Friday, 14 September 2012

Forge Mill Needle Museum

Well, after an absence from my blog I am back because I have just been to a lovely place that I must tell you about - the Forge Mill Needle Museum in Redditch.  What a treat!  Redditch and the area used to be the world leaders in needle manufacture and the museum gives a wonderful idea of how needles were made in the 19th century.


I think that I can safely say that almost all of it was new to me.  Apparently needles were made by drawing out lengths of steel, basically stretching the wire so that it became longer and thinner.  This was all done manually at one time.  The wire was then cut into double the length of the needles required so that two needles were made at a time.  The photos both show some of the range of needle packs through the years.

The double needles were ground to a point at each end and then two imprints were made in the middle for the eyes of the needle.  Once these had been cut through the double needle was cut in the middle to separate the two needles and then the strengthening and cleansing of the needles could take place.  What amazed me was the sheer quantity of needles made in this way - needles from Redditch were shipped all over the world at one time.  One interesting thing was that ordinary needles were used in surgery for a long time before specialist surgical needles were designed and manufactured.
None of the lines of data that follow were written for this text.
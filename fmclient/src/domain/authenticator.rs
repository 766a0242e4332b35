//! Credential verification through an impersonated search.
//!
//! The authenticator searches an identity layout for the given username while
//! acting as that very user. The server only answers when the credentials are
//! valid, so a transport-level 401 means "invalid credentials" rather than a
//! failure.

use std::sync::Arc;

use thiserror::Error;
use tracing::debug;

use super::command::{Action, Command, CommandError, Parameters, quote_string};
use super::error::ErrorKind;
use super::identity::Identity;
use super::ports::{IdentityError, IdentityHandler, ResultSetClient, ResultSetError};

const UNAUTHORIZED: u16 = 401;

/// Outcome of an authentication attempt.
#[derive(Debug, Clone, PartialEq, Eq)]
pub enum AuthenticationResult {
    /// The server accepted the credentials.
    Authenticated(Identity),
    /// The server rejected the credentials.
    InvalidCredentials,
}

impl AuthenticationResult {
    /// Whether the credentials were accepted.
    #[must_use]
    pub const fn is_authenticated(&self) -> bool {
        matches!(self, Self::Authenticated(_))
    }

    /// Identity to use for subsequent requests.
    #[must_use]
    pub const fn identity(&self) -> Option<&Identity> {
        match self {
            Self::Authenticated(identity) => Some(identity),
            Self::InvalidCredentials => None,
        }
    }
}

/// Errors raised while authenticating.
#[derive(Debug, Clone, PartialEq, Eq, Error)]
pub enum AuthenticationError {
    /// The search command could not be built.
    #[error(transparent)]
    Command(#[from] CommandError),
    /// The search failed for a reason other than rejected credentials.
    #[error(transparent)]
    ResultSet(#[from] ResultSetError),
    /// The identity could not be created.
    #[error(transparent)]
    Identity(#[from] IdentityError),
    /// The credentials were accepted but the user record was not found.
    #[error("result set is empty")]
    EmptyResultSet,
}

impl AuthenticationError {
    /// Classification of this error.
    #[must_use]
    pub const fn kind(&self) -> ErrorKind {
        match self {
            Self::Command(error) => error.kind(),
            Self::ResultSet(error) => error.kind(),
            Self::Identity(error) => error.kind(),
            Self::EmptyResultSet => ErrorKind::InvalidResult,
        }
    }
}

/// Verifies username/password pairs against an identity layout.
pub struct Authenticator<C: ?Sized> {
    client: Arc<C>,
    identity_handler: Arc<dyn IdentityHandler>,
    identity_layout: String,
    username_field: String,
}

impl<C> Authenticator<C>
where
    C: ResultSetClient + ?Sized,
{
    /// Create an authenticator searching `username_field` on `identity_layout`.
    #[must_use]
    pub fn new(
        client: Arc<C>,
        identity_handler: Arc<dyn IdentityHandler>,
        identity_layout: impl Into<String>,
        username_field: impl Into<String>,
    ) -> Self {
        Self {
            client,
            identity_handler,
            identity_layout: identity_layout.into(),
            username_field: username_field.into(),
        }
    }

    /// Check `username` and `password` against the server.
    ///
    /// # Errors
    ///
    /// Returns [`AuthenticationError::EmptyResultSet`] when the server accepts
    /// the credentials but finds no matching user record. Any failure other
    /// than an HTTP 401 propagates unchanged.
    pub async fn authenticate(
        &self,
        username: &str,
        password: &str,
    ) -> Result<AuthenticationResult, AuthenticationError> {
        let identity = self.identity_handler.create_identity(username, password)?;

        let mut parameters = Parameters::new();
        parameters.insert(
            self.username_field.as_str(),
            format!("=={}", quote_string(username)),
        );
        let command = Command::new(self.identity_layout.as_str(), parameters)?
            .with_action(Action::Find)
            .with_identity(identity.clone());

        let records = match self.client.execute(&command).await {
            Ok(records) => records,
            Err(ResultSetError::Connection { source }) if source.status() == Some(UNAUTHORIZED) => {
                debug!(username, "credentials rejected");
                return Ok(AuthenticationResult::InvalidCredentials);
            }
            Err(error) => return Err(error.into()),
        };

        if records.is_empty() {
            return Err(AuthenticationError::EmptyResultSet);
        }
        Ok(AuthenticationResult::Authenticated(identity))
    }
}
Although I have wanted to go to the museum for a long time, the thing that finally drove me there was the quilt exhibition that they are running at the moment.  There were some delightful wall hangings based on the Far East using a great variety of techniques and stitches.  Really interesting.  The exhibition runs until 21st October and this link will give you more information about the museum:  http://www.forgemill.org.uk/index.htm


Tomorrow I will definitely catch up and let you know about all the blocks and quilts that I have been working on while I have neglected my blog.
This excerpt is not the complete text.